_Your objective_: For each line below that contains the word "Value", make a copy.

-.-.-

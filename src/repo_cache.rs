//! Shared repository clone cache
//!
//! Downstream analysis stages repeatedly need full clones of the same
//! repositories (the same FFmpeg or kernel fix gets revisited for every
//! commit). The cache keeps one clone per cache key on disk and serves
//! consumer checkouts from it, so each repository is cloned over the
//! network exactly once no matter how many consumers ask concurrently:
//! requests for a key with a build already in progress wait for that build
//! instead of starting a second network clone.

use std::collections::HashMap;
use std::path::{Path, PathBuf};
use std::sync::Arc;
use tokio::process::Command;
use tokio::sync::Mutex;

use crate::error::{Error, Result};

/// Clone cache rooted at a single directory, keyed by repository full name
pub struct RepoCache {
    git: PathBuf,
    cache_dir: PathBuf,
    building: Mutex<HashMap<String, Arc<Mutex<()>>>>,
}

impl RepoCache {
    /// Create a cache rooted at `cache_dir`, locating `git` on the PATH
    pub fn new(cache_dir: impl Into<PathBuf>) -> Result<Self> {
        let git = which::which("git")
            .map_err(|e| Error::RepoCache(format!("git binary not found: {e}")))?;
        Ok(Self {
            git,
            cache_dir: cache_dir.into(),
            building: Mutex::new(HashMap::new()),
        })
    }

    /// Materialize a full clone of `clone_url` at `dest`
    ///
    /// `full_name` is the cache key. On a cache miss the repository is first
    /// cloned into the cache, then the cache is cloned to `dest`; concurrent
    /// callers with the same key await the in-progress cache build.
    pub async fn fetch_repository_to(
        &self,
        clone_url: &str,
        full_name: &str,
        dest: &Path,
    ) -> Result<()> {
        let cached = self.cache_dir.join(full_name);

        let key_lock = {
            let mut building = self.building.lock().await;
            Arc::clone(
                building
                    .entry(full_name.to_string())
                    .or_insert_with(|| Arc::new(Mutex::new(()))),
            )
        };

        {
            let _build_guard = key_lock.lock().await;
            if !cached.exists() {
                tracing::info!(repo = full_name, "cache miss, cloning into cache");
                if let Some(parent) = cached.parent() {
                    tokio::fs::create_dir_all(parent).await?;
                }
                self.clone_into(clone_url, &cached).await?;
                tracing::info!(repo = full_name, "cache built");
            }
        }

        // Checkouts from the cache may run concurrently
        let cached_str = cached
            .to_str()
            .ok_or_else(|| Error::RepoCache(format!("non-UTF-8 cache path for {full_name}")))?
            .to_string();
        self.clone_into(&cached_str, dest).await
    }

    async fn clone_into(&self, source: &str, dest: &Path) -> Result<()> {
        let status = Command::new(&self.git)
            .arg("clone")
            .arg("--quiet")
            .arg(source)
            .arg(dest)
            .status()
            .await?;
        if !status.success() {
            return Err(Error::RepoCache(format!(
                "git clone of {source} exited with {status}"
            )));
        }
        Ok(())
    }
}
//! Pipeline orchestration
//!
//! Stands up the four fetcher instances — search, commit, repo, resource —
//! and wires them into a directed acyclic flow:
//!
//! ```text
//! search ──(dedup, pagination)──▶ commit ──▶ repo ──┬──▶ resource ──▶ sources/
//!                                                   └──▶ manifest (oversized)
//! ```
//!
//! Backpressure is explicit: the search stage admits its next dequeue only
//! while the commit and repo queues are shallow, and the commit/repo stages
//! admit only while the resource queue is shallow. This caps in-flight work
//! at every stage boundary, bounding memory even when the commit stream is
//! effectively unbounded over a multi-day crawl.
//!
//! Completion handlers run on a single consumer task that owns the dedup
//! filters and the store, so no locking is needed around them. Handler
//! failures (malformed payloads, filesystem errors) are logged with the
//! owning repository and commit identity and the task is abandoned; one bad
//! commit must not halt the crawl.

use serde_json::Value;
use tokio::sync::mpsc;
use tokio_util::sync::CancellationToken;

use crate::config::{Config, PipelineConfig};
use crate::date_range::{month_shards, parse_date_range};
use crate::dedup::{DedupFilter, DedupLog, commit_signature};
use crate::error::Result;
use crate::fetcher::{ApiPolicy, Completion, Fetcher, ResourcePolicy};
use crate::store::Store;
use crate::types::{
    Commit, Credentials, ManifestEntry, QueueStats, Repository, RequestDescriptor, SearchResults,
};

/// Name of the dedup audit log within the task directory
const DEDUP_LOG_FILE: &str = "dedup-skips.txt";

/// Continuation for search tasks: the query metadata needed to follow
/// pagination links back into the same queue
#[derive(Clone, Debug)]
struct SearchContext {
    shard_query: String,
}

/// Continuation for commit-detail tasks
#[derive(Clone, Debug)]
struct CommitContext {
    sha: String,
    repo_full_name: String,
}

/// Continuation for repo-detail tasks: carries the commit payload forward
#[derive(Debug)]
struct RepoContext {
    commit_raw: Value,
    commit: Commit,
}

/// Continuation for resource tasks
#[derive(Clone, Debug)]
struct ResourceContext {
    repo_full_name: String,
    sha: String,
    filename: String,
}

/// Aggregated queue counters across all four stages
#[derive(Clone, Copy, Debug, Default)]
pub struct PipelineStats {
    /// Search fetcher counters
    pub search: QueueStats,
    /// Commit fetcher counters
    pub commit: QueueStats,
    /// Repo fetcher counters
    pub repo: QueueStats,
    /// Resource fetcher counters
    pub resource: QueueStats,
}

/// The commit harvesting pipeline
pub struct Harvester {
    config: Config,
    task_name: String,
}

-.-.-

_Exercise answer_:
use serde_json::Value;
    commit_raw: Value,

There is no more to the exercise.